La place de l’enfant n’est pas en prison. Si les enfants sont en prison du fait de l’infraction commise par la mère, c’est par manque de mesures d’accompagnement pour prendre en charge ces enfants. La peine est personnelle, c’est la maman qui a commis l’infraction. Elle devrait être, de ce fait, la seule à subir la peine. Selon l’assertion populaire, un enfant est plus heureux avec sa mère qu’auprès d’inconnus. Ce qui fait souvent que les enfants se retrouvent en prison avec leur mère. Ainsi, par absence d’autres solutions, l’enfant se retrouve en prison avec sa génitrice. Ce qui constitue en soi une violation des droits de l’enfant. Je pense qu’il faut trouver des structures spécialisées pour prendre en charge ces enfants, le temps que la mère finisse de purger sa peine.

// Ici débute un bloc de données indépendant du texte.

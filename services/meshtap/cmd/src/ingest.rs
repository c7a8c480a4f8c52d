//! Turning decoded frames into stored records.

use anyhow::{anyhow, Result};
use chrono::{DateTime, TimeZone, Utc};
use meshtap_proto::PortNum;
use meshtap_storage::{NodeRecord, PacketRecord, RecordSink};
use meshtap_wire::{
    decode_bridge_message, decode_capture_frame, AppData, CaptureFrame, ChannelKey, Link,
    MeshFrame,
};
use serde_json::{json, Value};
use std::time::Duration;

/// Counters reported when a run finishes
#[derive(Debug, Default, Clone, PartialEq, Eq)]
pub struct IngestStats {
    /// Frames seen
    pub frames: u64,
    /// Frames carrying a mesh packet
    pub mesh: u64,
    /// Frames from other LoRa networks
    pub foreign: u64,
    /// Frames that failed to decode
    pub failed: u64,
    /// Mesh packets whose application body decoded
    pub apps_decoded: u64,
    /// Records newly stored
    pub stored: u64,
    /// Records already present
    pub duplicates: u64,
    /// Node identity updates
    pub nodes: u64,
}

/// Capture time as a UTC timestamp
pub fn capture_time(timestamp: Duration) -> Option<DateTime<Utc>> {
    Utc.timestamp_opt(timestamp.as_secs() as i64, timestamp.subsec_nanos())
        .single()
}

/// Record for a decoded mesh packet; `link` holds the layer(s) below it
fn mesh_record(timestamp: DateTime<Utc>, link: Value, frame: &MeshFrame) -> Result<PacketRecord> {
    let mut record = PacketRecord::new(timestamp);
    record.src = Some(frame.link.source().to_string());
    record.dst = Some(frame.link.destination().to_string());
    record.packet_id = Some(frame.link.packet_id());
    record.packet = Some(link);
    record.payload = Some(serde_json::to_value(&frame.payload)?);
    record.app_name = Some(frame.app_name());
    if let Ok(app) = &frame.app {
        record.app_data = Some(serde_json::to_value(&app.app_data)?);
    }
    Ok(record)
}

/// Node update carried by a node-identity packet
pub fn node_record(timestamp: DateTime<Utc>, frame: &MeshFrame) -> Option<NodeRecord> {
    if frame.payload.message_type != PortNum::NodeinfoApp as u32 {
        return None;
    }
    match &frame.app {
        Ok(app) => match &app.app_data {
            AppData::Structured(fields) => Some(NodeRecord {
                id: frame.link.source().to_string(),
                last_updated: timestamp,
                fields: fields.clone(),
            }),
            AppData::Text(_) => None,
        },
        Err(_) => None,
    }
}

/// Human-readable one-line summary of a mesh packet
pub fn describe(frame: &MeshFrame) -> String {
    let body = match &frame.app {
        Ok(app) => match &app.app_data {
            AppData::Text(text) => format!("{:?}", text),
            AppData::Structured(fields) => fields.to_string(),
        },
        Err(e) => format!("<{}; {} raw bytes>", e, frame.payload.inner.len()),
    };
    format!(
        "{} -> {} id=0x{:08x} hops={} {} {}",
        frame.link.source(),
        frame.link.destination(),
        frame.link.packet_id(),
        frame.link.flags().hop_start.saturating_sub(frame.link.flags().hop_limit),
        frame.app_name(),
        body
    )
}

/// Decodes frames with one channel key and stores the results
pub struct Ingest<'a> {
    sink: &'a dyn RecordSink,
    key: &'a ChannelKey,
    /// Counters so far
    pub stats: IngestStats,
}

impl<'a> Ingest<'a> {
    /// Create an ingester writing to `sink`
    pub fn new(sink: &'a dyn RecordSink, key: &'a ChannelKey) -> Self {
        Self {
            sink,
            key,
            stats: IngestStats::default(),
        }
    }

    async fn store(&mut self, record: PacketRecord, node: Option<NodeRecord>) -> Result<()> {
        if self.sink.insert_packet(record).await? {
            self.stats.stored += 1;
        } else {
            self.stats.duplicates += 1;
        }
        if let Some(node) = node {
            self.sink.upsert_node(node).await?;
            self.stats.nodes += 1;
        }
        Ok(())
    }

    /// Decode and store one captured frame, returning it with its record.
    ///
    /// A frame that fails to decode is counted and returned as an error for
    /// the caller to log; storage errors are returned the same way.
    pub async fn capture(
        &mut self,
        timestamp: Duration,
        data: &[u8],
    ) -> Result<(CaptureFrame, PacketRecord)> {
        self.stats.frames += 1;
        let timestamp = capture_time(timestamp)
            .ok_or_else(|| anyhow!("capture time {:?} out of range", timestamp))?;

        let frame = match decode_capture_frame(bytes::Bytes::copy_from_slice(data), self.key) {
            Ok(frame) => frame,
            Err(e) => {
                self.stats.failed += 1;
                return Err(e.into());
            }
        };

        let record = match &frame {
            CaptureFrame::Foreign { capture, .. } => {
                self.stats.foreign += 1;
                let mut record = PacketRecord::new(timestamp);
                record.packet = Some(json!({ "capture": capture }));
                self.store(record.clone(), None).await?;
                record
            }
            CaptureFrame::Mesh { capture, packet } => {
                self.stats.mesh += 1;
                if packet.app.is_ok() {
                    self.stats.apps_decoded += 1;
                }
                let header = match &packet.link {
                    Link::Radio(header) => serde_json::to_value(header)?,
                    Link::Bridge(envelope) => serde_json::to_value(envelope)?,
                };
                let link = json!({ "capture": capture, "header": header });
                let record = mesh_record(timestamp, link, packet)?;
                self.store(record.clone(), node_record(timestamp, packet)).await?;
                record
            }
        };
        Ok((frame, record))
    }

    /// Decode and store one bridge message received at `timestamp`
    pub async fn bridge(
        &mut self,
        timestamp: DateTime<Utc>,
        data: &[u8],
    ) -> Result<(MeshFrame, PacketRecord)> {
        self.stats.frames += 1;

        let frame = match decode_bridge_message(data, self.key) {
            Ok(frame) => frame,
            Err(e) => {
                self.stats.failed += 1;
                return Err(e.into());
            }
        };

        self.stats.mesh += 1;
        if frame.app.is_ok() {
            self.stats.apps_decoded += 1;
        }
        let envelope = match &frame.link {
            Link::Bridge(envelope) => serde_json::to_value(envelope)?,
            Link::Radio(header) => serde_json::to_value(header)?,
        };
        let record = mesh_record(timestamp, json!({ "envelope": envelope }), &frame)?;
        self.store(record.clone(), node_record(timestamp, &frame)).await?;
        Ok((frame, record))
    }
}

Existe-t-il des circonstances atténuantes en faveur des mères-détenues ayant des enfants en bas âge ?
Le juge apprécie et accorde des circonstances atténuantes ou pas à la mère. On peut tenir compte du fait qu’elle est une délinquante primaire et prendre une décision. Au niveau des prisons, il y a des commissions d’application des peines qui peuvent faire des remises de peines ou des propositions de remise de peines. Celles-ci se font au niveau de la grâce où des mesures de placement, de semi-liberté peuvent être accordées.
Est-ce qu’il y a une loi en faveur des enfants en prison avec leur mère ?

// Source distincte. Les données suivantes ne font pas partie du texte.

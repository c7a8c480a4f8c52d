//! Bridge transport envelope.

use crate::mesh::MeshPacket;

/// Outer message published by a gateway relaying a mesh packet over a
/// store-and-forward bridge
#[derive(Clone, PartialEq, ::prost::Message)]
pub struct ServiceEnvelope {
    /// The relayed packet, normally still encrypted
    #[prost(message, optional, tag = "1")]
    pub packet: Option<MeshPacket>,
    /// Channel name the packet was heard on
    #[prost(string, tag = "2")]
    pub channel_id: String,
    /// Gateway node id in `!<hex>` notation
    #[prost(string, tag = "3")]
    pub gateway_id: String,
}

Il y a une loi en faveur des enfants en conflit avec la loi et ceux en danger. Mais ce n’est pas forcément par rapport à ce cadre spécifique des enfants détenus avec leur mère. On a ratifié des conventions sur les droits de l’enfant et ces conventions stipulent qu’il y a un âge pour aller en prison. Dans ce cas précis, c’est comme si l’enfant est en train de subir une peine alors qu’il n’a rien fait.